**DATASET RECORDS:**

//! Store configuration and the store factory.
//!
//! A [`StoreDefinition`] is the static description of a store: its id, how
//! to build its initial state, its getters, and its actions. It is immutable
//! once built. [`UseStore`] is the accessor returned for a definition; each
//! call resolves (or lazily creates) the instance for the current execution
//! context.

use std::fmt;
use std::sync::Arc;

use indexmap::IndexMap;
use serde_json::{Map, Value};

use super::getters::{GetterFn, Getters};
use super::store::Store;
use crate::context::{ContextId, Registry};
use crate::error::{Error, Result};

/// Builds a store's default state.
pub type StateFactory = Arc<dyn Fn() -> Value + Send + Sync>;

/// An action body. Receives the store and the call arguments unchanged.
pub type ActionFn = Arc<dyn Fn(&Store, &[Value]) -> Result<Value> + Send + Sync>;

/// Static configuration of one store.
pub struct StoreDefinition {
    id: String,
    state: StateFactory,
    getters: IndexMap<String, GetterFn>,
    actions: IndexMap<String, ActionFn>,
}

impl StoreDefinition {
    pub fn builder(id: impl Into<String>) -> StoreDefinitionBuilder {
        StoreDefinitionBuilder {
            id: id.into(),
            state: None,
            getters: IndexMap::new(),
            actions: IndexMap::new(),
            duplicate: None,
        }
    }

    pub fn id(&self) -> &str {
        &self.id
    }

    /// A fresh default state.
    pub fn initial_state(&self) -> Value {
        (self.state)()
    }

    pub fn getters(&self) -> &IndexMap<String, GetterFn> {
        &self.getters
    }

    pub fn action(&self, name: &str) -> Option<&ActionFn> {
        self.actions.get(name)
    }

    /// Action names in declaration order.
    pub fn action_names(&self) -> impl Iterator<Item = &str> {
        self.actions.keys().map(String::as_str)
    }

    /// Turn the definition into an accessor bound to the global registry.
    pub fn into_factory(self) -> UseStore {
        UseStore::new(Arc::new(self), Registry::global().clone())
    }
}

impl fmt::Debug for StoreDefinition {
    fn fmt(&self, f: &mut fmt::Formatter<'_>) -> fmt::Result {
        f.debug_struct("StoreDefinition")
            .field("id", &self.id)
            .field("getters", &self.getters.keys().collect::<Vec<_>>())
            .field("actions", &self.actions.keys().collect::<Vec<_>>())
            .finish()
    }
}

/// Builder for [`StoreDefinition`].
pub struct StoreDefinitionBuilder {
    id: String,
    state: Option<StateFactory>,
    getters: IndexMap<String, GetterFn>,
    actions: IndexMap<String, ActionFn>,
    duplicate: Option<String>,
}

impl StoreDefinitionBuilder {
    /// Initial-state factory. Defaults to an empty object.
    pub fn state<F>(mut self, factory: F) -> Self
    where
        F: Fn() -> Value + Send + Sync + 'static,
    {
        self.state = Some(Arc::new(factory));
        self
    }

    pub fn getter<F>(mut self, name: impl Into<String>, getter: F) -> Self
    where
        F: Fn(&Value, &Getters) -> Value + Send + Sync + 'static,
    {
        let name = name.into();
        if self.is_taken(&name) {
            self.duplicate.get_or_insert(name);
        } else {
            self.getters.insert(name, Arc::new(getter));
        }
        self
    }

    pub fn action<F>(mut self, name: impl Into<String>, action: F) -> Self
    where
        F: Fn(&Store, &[Value]) -> Result<Value> + Send + Sync + 'static,
    {
        let name = name.into();
        if self.is_taken(&name) {
            self.duplicate.get_or_insert(name);
        } else {
            self.actions.insert(name, Arc::new(action));
        }
        self
    }

    fn is_taken(&self, name: &str) -> bool {
        self.getters.contains_key(name) || self.actions.contains_key(name)
    }

    /// Finish the definition.
    ///
    /// Fails if a getter or action name was declared twice, since both
    /// share one namespace on the store.
    pub fn build(self) -> Result<StoreDefinition> {
        if let Some(name) = self.duplicate {
            return Err(Error::DuplicateName { store_id: self.id, name });
        }

        let state: StateFactory = match self.state {
            Some(factory) => factory,
            None => Arc::new(|| Value::Object(Map::new())),
        };

        Ok(StoreDefinition {
            id: self.id,
            state,
            getters: self.getters,
            actions: self.actions,
        })
    }
}

/// Accessor resolving a definition's instance for the current context.
#[derive(Clone)]
pub struct UseStore {
    definition: Arc<StoreDefinition>,
    registry: Arc<Registry>,
}

impl UseStore {
    pub fn new(definition: Arc<StoreDefinition>, registry: Arc<Registry>) -> Self {
        Self { definition, registry }
    }

    pub fn id(&self) -> &str {
        self.definition.id()
    }

    pub fn definition(&self) -> &Arc<StoreDefinition> {
        &self.definition
    }

    /// The instance for the active execution context.
    pub fn get(&self) -> Result<Store> {
        self.registry.resolve(&self.definition, None)
    }

    /// Activate `context`, then resolve the instance for it.
    pub fn get_in(&self, context: ContextId) -> Result<Store> {
        self.registry.resolve(&self.definition, Some(context))
    }
}

impl fmt::Debug for UseStore {
    fn fmt(&self, f: &mut fmt::Formatter<'_>) -> fmt::Result {
        f.debug_struct("UseStore").field("id", &self.id()).finish()
    }
}

/// Define a store against the global registry.
pub fn define_store(definition: StoreDefinition) -> UseStore {
    definition.into_factory()
}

**YOUR ASSIGNMENT:**
Take every line above that includes the string "current" and return it.

**COMPLETED EXERCISE:**
//! call resolves (or lazily creates) the instance for the current execution
/// Accessor resolving a definition's instance for the current context.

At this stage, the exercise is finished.